I'm not sure whether there is an efficient way to answer your question (or a written reference), but it's possible to analyze the situation case-by-case.

It's probably best to start with an irreducible root system $\Phi$ (reduced in the Bourbaki sense), which can be asociated with a simple Lie algebra over $\mathbb{C}$ but can just as well be studied abstractly. Fix a simple system $\Delta$ and the corresponding Weyl group $W$ generated by the simple reflections $s_\alpha$ (with $\alpha \in \Delta$). Now choose a (proper) subset $\Delta' \subset \Delta$ with a corresponding root subsystem $\Phi'$ (not necessarily irreducible) and Weyl subgroup $W'$.

It's important to keep in mind that the automorphism group Aut($\Phi$) is the semidirect product of the normal subgroup $W$ (which acts simply transitively on simple systems in $\Phi$) and the possibly trivial group $\Gamma$ of graph automorphisms. An example is given by Nathan Reading for type $A_3$, where the nontrivial graph automorphism has order 2. Similarly, Aut($\Phi'$) is the product of such automorphism groups (and a permutation group on irreducible components if there is more than one), which might or might not be realized within $W$ and might or might not involve graph automorphisms. So a certain amount of case-by-case description could be needed.
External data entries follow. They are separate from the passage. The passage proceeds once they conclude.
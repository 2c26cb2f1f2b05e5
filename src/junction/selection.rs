//! Structural analysis results and the selection changes applied to them

use crate::annotation::{Chromosome, GeneFile, GeneRef, GeneStructure};
use crate::error::FerroError;
use crate::junction::breakpoint::{Breakpoint, VariantConnection};
use crate::junction::recover::{
    is_local_junction, junction_label, recover_alternative_structure,
    recover_duplication_structures, AlternativeStructure, JunctionLabel,
};
use crate::variant::{AnalyzedVariant, VariantType};
use serde::{Deserialize, Serialize};

/// A gene selected at one or more breakpoints.
#[derive(Debug, Clone, PartialEq, Serialize, Deserialize)]
#[serde(rename_all = "camelCase")]
pub struct AffectedGeneEntry {
    pub name: String,
    pub chromosome: Chromosome,
    pub gene: GeneRef,
}

/// Everything derived from one structural variant.
#[derive(Debug, Clone, PartialEq, Serialize, Deserialize)]
#[serde(rename_all = "camelCase")]
pub struct StructuralAnalysis {
    pub variant: AnalyzedVariant,
    #[serde(default, skip_serializing_if = "Option::is_none")]
    pub gene_file: Option<GeneFile>,
    /// Lowercased names of the chromosomes touched, first-seen order
    pub chromosomes: Vec<String>,
    pub breakpoints: Vec<Breakpoint>,
    pub connections: Vec<VariantConnection>,
    /// Selected genes, one entry per distinct name
    pub genes: Vec<AffectedGeneEntry>,
    /// Genes inside a duplicated region not hit by a breakpoint
    #[serde(default, skip_serializing_if = "Option::is_none")]
    pub duplicated_gene_names: Option<Vec<String>>,
    /// Domain names in first-seen order; the position is the color index
    pub domain_names: Vec<String>,
    pub alt_structures: Vec<AlternativeStructure>,
    /// Junctions joining different chromosomes, shown by coordinates only
    #[serde(default, skip_serializing_if = "Vec::is_empty")]
    pub junction_labels: Vec<JunctionLabel>,
}

impl StructuralAnalysis {
    /// Assemble an analysis and build its derived tables.
    pub fn new(
        variant: AnalyzedVariant,
        gene_file: Option<GeneFile>,
        breakpoints: Vec<Breakpoint>,
        connections: Vec<VariantConnection>,
        duplicated_gene_names: Option<Vec<String>>,
        placeholder_length: i64,
    ) -> Result<Self, FerroError> {
        let mut chromosomes: Vec<String> = Vec::new();
        for breakpoint in &breakpoints {
            let name = breakpoint.chromosome.name.to_lowercase();
            if !chromosomes.contains(&name) {
                chromosomes.push(name);
            }
        }

        let mut analysis = Self {
            variant,
            gene_file,
            chromosomes,
            breakpoints,
            connections,
            genes: Vec::new(),
            duplicated_gene_names,
            domain_names: Vec::new(),
            alt_structures: Vec::new(),
            junction_labels: Vec::new(),
        };
        analysis.rebuild(placeholder_length)?;
        Ok(analysis)
    }

    /// Color index of a domain.
    pub fn domain_color_index(&self, name: &str) -> Option<usize> {
        self.domain_names.iter().position(|d| d == name)
    }

    /// Recompute genes, domain colors and alternative structures from the
    /// current breakpoint selection. No data is refetched.
    pub fn rebuild(&mut self, placeholder_length: i64) -> Result<(), FerroError> {
        self.genes.clear();
        self.domain_names.clear();
        for breakpoint in &self.breakpoints {
            let Some(gene) = breakpoint.gene() else {
                continue;
            };
            if !self.genes.iter().any(|g| g.name == gene.name()) {
                self.genes.push(AffectedGeneEntry {
                    name: gene.name().to_string(),
                    chromosome: breakpoint.chromosome.clone(),
                    gene: gene.clone(),
                });
            }
            if let Some(structure) = gene.structure() {
                for name in structure.domain_names() {
                    if !self.domain_names.iter().any(|d| d == name) {
                        self.domain_names.push(name.to_string());
                    }
                }
            }
        }
        self.junction_labels.clear();
        self.alt_structures = self.recover(placeholder_length)?;
        Ok(())
    }

    fn recover(&mut self, placeholder_length: i64) -> Result<Vec<AlternativeStructure>, FerroError> {
        let local = !self.variant.inter_chromosome;
        match (&self.variant.variant_type, self.connections.as_slice()) {
            (VariantType::Inv, [forward, backward, ..]) if local => Ok(vec![
                recover_alternative_structure(forward, &self.breakpoints, false, placeholder_length)?,
                recover_alternative_structure(backward, &self.breakpoints, true, placeholder_length)?,
            ]),
            (VariantType::Dup, [connection, ..]) if local => {
                recover_duplication_structures(&self.breakpoints, connection, placeholder_length)
            }
            _ => {
                let mut structures = Vec::new();
                for (index, connection) in self.connections.iter().enumerate() {
                    if is_local_junction(connection, &self.breakpoints)? {
                        structures.push(recover_alternative_structure(
                            connection,
                            &self.breakpoints,
                            false,
                            placeholder_length,
                        )?);
                    } else {
                        self.junction_labels.push(JunctionLabel {
                            connection_index: index,
                            label: junction_label(connection, &self.breakpoints)?,
                        });
                    }
                }
                Ok(structures)
            }
        }
    }

    /// Select another gene resolved at breakpoint `index` and rebuild.
    pub fn change_affected_gene(
        &mut self,
        index: usize,
        gene_name: &str,
        placeholder_length: i64,
    ) -> Result<(), FerroError> {
        let count = self.breakpoints.len();
        let breakpoint = self
            .breakpoints
            .get_mut(index)
            .ok_or_else(|| FerroError::InvalidConnection {
                msg: format!("breakpoint {} does not exist ({} breakpoints)", index, count),
            })?;
        let position = breakpoint
            .affected_genes
            .iter()
            .position(|g| g.name() == gene_name)
            .ok_or_else(|| FerroError::UnknownGene {
                name: gene_name.to_string(),
            })?;
        breakpoint.affected_gene = position;
        log::debug!("breakpoint {} now shows gene {}", index, gene_name);
        self.rebuild(placeholder_length)
    }

    /// Pin a transcript of an affected gene, rebuild that gene's structure at
    /// every breakpoint that resolved it and then the alternative structures.
    pub fn change_affected_transcript(
        &mut self,
        gene_name: &str,
        transcript: &str,
        placeholder_length: i64,
    ) -> Result<(), FerroError> {
        let gene = self
            .breakpoints
            .iter()
            .flat_map(|b| b.affected_genes.iter())
            .find_map(|g| g.structure().filter(|s| s.name == gene_name))
            .map(|s| s.gene.clone())
            .ok_or_else(|| FerroError::UnknownGene {
                name: gene_name.to_string(),
            })?;

        let structure = GeneStructure::with_transcript(&gene, transcript)?;
        let replacement = GeneRef::Real(Box::new(structure));
        for breakpoint in &mut self.breakpoints {
            breakpoint.replace_gene(&replacement);
        }
        log::debug!("gene {} now uses transcript {}", gene_name, transcript);
        self.rebuild(placeholder_length)
    }
}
[EDIT] With this set-up, suppose $1 \neq w \in W$ stabilizes $\Delta'$. To summarize the possibilities for $w$ based on the above description of Aut($\Phi'$): (1) $w \notin W'$ by the simple transitivity of $W'$ on bases such as $\Delta'$. (2) If there exist simple roots orthogonal to all $\alpha \in \Delta'$ (i.e. $\Delta'' \neq \emptyset$), then $w$ can be any nontrivial element of $W''$, the subgroup of $W$ generated by $\Delta''$. (3) As in the comments, $w$ might involve both reflections $s_\alpha$ for $\alpha \in \Delta'$ and elements outside $W'$ such as the longest element $w_0$. (Note that any reduced expression for $w_0$ involves all simple roots. Also, $w_0$ takes $\Delta$ to $-\Delta$ but might also involve a Dynkin diagram automorphism. In either case, if $w_0 \alpha = -\alpha$ in the case $\Delta' =\{\alpha\}$, then $s_\alpha w_0$ fixes $\Delta'$. Similarly for larger, or disconnected, $\Delta'$ as suggested by Arkandias.) As indicated above, case-by-case work should determine all such possibilities.